**WORK INSTRUCTION:**
Within the data below, count the lines that include "warning" and give only the count.

┌──

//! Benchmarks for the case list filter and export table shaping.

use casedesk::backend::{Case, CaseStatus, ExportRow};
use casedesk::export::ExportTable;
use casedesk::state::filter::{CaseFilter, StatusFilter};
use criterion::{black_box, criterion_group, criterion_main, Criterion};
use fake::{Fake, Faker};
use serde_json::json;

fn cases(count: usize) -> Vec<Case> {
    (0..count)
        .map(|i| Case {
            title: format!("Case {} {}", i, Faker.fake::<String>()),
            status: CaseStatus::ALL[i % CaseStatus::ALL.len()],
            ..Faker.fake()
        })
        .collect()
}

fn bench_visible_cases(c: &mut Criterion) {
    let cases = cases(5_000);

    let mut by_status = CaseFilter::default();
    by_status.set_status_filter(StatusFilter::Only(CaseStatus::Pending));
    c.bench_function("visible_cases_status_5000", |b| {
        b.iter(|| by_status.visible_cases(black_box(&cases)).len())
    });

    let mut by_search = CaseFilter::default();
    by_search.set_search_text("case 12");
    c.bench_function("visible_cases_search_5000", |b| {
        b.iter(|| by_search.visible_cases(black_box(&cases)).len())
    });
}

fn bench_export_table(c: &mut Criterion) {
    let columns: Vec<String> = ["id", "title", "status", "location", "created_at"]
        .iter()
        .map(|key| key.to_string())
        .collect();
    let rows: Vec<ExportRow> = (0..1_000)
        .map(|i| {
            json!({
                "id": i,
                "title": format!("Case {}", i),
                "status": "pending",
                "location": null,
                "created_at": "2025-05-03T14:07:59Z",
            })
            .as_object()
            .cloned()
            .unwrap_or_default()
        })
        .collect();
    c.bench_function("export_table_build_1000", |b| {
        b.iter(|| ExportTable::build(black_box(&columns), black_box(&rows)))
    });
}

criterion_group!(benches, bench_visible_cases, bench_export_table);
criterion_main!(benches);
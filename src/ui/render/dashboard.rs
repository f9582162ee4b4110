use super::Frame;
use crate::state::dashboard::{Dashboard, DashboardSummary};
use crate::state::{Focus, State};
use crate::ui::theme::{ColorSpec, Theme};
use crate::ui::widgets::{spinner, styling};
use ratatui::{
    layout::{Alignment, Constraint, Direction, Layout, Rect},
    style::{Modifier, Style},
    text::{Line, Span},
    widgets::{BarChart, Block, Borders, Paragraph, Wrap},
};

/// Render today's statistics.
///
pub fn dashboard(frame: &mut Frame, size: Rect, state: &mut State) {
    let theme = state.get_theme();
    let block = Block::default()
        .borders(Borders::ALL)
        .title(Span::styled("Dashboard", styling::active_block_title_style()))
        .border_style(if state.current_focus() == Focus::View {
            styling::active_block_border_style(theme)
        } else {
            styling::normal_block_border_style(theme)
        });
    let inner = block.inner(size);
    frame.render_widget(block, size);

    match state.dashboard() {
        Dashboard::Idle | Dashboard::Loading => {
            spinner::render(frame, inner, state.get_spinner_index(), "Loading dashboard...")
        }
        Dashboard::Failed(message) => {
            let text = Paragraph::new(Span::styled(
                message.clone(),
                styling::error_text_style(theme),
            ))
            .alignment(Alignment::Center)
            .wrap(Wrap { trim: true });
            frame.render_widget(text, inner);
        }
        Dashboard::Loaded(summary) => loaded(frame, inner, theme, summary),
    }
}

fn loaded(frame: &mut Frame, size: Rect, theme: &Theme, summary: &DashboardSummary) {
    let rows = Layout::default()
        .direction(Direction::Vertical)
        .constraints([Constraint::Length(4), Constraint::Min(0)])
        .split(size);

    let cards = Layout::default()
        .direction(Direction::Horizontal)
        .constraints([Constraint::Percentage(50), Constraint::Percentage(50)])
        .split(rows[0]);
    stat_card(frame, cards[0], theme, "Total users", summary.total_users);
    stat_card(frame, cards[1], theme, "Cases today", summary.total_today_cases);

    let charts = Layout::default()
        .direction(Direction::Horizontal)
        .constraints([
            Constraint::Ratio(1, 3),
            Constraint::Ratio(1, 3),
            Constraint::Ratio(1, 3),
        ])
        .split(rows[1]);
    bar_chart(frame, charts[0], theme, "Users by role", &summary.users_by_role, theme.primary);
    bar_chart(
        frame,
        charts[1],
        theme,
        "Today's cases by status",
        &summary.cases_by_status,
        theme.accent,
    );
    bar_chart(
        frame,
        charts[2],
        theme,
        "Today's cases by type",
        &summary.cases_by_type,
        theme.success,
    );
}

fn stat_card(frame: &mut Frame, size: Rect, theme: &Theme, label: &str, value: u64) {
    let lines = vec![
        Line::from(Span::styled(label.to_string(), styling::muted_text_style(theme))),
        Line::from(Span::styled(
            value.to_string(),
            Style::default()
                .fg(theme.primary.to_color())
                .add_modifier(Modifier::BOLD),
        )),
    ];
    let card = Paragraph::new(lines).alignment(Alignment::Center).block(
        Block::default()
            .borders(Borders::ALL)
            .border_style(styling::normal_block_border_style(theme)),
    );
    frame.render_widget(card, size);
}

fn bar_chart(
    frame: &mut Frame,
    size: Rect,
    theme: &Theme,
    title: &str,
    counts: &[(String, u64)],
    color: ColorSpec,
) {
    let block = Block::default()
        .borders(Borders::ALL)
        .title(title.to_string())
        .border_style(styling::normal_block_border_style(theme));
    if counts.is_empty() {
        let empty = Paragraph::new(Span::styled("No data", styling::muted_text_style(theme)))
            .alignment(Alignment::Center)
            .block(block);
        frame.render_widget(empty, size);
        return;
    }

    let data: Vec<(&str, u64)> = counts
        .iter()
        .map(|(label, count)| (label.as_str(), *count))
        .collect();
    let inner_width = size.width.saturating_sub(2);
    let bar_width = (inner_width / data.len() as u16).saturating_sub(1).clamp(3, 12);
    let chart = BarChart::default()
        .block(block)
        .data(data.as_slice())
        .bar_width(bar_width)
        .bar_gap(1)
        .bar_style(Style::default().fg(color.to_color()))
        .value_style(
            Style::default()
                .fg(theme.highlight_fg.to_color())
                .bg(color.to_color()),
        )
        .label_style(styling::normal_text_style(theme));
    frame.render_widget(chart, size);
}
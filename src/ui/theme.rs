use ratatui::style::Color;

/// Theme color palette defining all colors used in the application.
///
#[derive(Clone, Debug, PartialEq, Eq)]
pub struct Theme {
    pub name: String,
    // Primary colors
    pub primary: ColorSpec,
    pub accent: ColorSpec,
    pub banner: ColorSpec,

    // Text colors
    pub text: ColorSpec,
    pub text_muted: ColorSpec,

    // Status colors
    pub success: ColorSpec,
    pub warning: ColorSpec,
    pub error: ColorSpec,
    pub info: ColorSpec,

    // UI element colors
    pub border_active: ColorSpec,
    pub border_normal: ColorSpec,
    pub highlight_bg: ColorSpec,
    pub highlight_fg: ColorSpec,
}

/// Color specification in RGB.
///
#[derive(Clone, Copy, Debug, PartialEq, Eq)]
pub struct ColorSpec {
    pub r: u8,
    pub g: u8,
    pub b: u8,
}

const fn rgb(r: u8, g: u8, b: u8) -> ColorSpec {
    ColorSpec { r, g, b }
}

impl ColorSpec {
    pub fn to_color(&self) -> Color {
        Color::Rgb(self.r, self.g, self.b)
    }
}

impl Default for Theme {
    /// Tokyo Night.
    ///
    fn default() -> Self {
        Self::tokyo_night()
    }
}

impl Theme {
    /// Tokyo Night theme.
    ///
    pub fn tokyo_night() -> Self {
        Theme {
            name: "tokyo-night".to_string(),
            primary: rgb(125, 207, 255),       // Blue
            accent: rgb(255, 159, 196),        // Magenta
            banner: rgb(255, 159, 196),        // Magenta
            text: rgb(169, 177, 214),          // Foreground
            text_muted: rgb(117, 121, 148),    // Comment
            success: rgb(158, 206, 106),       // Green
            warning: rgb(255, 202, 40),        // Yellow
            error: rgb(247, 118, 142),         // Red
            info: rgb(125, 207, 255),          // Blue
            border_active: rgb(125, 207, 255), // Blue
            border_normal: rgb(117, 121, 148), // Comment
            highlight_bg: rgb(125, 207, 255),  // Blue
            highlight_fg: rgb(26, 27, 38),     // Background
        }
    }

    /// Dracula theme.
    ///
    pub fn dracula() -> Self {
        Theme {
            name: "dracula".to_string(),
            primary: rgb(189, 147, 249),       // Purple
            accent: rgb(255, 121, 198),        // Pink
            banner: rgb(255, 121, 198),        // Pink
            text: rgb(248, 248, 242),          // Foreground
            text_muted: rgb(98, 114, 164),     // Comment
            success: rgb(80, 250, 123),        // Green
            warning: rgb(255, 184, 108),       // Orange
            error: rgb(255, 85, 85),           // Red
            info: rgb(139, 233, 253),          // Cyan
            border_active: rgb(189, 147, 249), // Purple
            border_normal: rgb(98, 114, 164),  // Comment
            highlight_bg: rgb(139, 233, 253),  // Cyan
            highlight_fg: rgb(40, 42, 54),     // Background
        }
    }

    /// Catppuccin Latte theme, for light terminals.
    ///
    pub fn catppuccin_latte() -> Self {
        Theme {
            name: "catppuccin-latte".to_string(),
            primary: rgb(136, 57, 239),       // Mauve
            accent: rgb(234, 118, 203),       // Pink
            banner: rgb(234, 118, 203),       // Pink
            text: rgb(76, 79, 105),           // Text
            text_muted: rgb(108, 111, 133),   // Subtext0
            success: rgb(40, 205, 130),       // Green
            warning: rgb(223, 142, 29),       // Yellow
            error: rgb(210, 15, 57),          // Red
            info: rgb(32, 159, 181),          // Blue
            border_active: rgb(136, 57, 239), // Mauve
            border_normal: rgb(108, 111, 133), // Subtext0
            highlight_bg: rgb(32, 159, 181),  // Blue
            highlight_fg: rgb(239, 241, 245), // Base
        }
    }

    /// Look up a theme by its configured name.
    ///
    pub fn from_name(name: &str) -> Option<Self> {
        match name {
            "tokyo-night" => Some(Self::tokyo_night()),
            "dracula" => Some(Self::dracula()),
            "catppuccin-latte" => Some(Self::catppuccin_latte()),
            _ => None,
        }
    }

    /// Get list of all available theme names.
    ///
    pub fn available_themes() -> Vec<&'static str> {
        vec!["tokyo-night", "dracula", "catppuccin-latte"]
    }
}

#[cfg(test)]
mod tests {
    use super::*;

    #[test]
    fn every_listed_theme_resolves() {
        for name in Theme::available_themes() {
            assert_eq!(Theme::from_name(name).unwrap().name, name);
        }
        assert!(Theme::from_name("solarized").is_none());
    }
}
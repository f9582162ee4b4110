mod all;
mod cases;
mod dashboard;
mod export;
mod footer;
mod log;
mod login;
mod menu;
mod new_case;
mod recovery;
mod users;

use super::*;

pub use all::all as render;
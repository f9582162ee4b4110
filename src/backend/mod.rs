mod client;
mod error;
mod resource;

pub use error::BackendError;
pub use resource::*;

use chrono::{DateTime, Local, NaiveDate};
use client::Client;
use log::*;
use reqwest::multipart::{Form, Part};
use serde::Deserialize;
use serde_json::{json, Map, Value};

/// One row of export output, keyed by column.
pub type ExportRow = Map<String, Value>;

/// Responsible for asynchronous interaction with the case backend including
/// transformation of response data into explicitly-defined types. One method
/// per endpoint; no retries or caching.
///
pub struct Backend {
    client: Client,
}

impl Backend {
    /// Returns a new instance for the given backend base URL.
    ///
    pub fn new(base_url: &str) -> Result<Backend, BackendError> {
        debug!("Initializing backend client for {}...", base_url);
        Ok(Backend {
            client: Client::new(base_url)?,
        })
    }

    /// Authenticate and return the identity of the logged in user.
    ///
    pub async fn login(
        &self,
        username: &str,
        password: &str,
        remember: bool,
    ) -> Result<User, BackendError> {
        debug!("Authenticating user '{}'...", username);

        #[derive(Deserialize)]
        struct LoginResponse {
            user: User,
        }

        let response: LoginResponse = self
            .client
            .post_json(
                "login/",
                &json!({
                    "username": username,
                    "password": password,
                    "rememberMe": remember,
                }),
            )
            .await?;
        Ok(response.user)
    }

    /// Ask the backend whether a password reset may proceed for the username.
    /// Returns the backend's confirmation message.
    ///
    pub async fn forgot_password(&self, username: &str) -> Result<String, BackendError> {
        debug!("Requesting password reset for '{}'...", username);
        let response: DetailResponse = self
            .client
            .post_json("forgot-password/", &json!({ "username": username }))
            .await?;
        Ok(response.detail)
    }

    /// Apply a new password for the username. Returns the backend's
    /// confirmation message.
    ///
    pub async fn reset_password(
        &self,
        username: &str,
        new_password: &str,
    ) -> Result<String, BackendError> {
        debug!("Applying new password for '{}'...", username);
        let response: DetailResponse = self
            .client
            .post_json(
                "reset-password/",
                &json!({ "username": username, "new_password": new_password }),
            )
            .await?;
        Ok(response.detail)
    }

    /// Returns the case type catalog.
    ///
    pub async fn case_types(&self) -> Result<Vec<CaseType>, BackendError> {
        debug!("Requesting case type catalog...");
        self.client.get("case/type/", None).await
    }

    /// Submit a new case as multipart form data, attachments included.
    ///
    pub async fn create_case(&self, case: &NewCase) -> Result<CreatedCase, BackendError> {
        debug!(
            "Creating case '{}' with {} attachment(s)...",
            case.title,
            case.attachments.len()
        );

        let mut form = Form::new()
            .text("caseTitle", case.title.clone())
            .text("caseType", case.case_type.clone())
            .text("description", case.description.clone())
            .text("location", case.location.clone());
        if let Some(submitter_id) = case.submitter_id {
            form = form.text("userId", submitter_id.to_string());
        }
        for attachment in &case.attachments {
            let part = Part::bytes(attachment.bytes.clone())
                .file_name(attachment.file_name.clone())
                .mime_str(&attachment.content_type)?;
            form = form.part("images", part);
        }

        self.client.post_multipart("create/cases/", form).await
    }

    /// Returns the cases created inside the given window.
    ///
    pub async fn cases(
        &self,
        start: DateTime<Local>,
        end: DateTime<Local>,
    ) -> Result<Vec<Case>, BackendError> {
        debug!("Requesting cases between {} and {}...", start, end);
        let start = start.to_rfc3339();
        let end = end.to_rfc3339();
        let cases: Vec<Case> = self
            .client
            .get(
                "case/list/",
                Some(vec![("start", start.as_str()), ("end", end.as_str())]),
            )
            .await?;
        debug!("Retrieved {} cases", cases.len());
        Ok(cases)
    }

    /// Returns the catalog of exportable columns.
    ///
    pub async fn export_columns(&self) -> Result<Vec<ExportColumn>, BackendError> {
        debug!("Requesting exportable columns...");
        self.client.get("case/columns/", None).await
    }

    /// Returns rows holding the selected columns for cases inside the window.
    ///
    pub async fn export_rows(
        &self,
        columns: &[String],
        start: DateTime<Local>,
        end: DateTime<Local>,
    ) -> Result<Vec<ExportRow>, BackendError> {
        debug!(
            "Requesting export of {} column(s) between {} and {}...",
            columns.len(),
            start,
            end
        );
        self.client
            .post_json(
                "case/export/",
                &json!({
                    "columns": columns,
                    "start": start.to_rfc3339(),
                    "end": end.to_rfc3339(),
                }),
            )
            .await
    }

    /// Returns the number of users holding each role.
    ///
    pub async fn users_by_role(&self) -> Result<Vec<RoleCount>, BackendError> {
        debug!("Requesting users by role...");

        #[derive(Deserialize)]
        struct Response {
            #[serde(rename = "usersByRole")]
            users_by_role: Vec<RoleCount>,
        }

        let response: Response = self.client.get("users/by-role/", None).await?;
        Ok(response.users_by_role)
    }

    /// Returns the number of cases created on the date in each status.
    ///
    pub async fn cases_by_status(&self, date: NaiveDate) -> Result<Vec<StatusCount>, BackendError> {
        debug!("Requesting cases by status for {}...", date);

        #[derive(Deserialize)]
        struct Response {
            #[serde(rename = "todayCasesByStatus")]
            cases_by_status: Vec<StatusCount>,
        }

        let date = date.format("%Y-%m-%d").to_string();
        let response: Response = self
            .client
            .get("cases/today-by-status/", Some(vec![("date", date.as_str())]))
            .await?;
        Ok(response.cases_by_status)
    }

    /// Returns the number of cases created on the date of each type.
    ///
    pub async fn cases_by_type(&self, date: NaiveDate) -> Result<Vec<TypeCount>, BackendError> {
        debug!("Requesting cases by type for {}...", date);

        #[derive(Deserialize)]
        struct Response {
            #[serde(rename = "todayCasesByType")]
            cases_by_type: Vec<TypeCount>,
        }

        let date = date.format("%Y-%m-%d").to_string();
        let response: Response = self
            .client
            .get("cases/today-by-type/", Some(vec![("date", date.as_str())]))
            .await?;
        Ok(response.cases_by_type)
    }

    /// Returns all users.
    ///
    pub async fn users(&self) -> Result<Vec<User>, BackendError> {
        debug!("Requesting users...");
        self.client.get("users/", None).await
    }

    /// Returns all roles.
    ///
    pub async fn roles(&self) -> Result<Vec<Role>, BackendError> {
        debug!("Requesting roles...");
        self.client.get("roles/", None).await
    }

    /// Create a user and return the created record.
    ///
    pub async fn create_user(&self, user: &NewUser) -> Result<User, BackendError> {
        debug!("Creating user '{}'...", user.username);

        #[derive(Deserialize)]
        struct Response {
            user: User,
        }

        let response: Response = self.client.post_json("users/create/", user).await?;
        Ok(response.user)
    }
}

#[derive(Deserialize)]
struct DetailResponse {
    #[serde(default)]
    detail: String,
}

└──

**RESPONSE AREA:**
4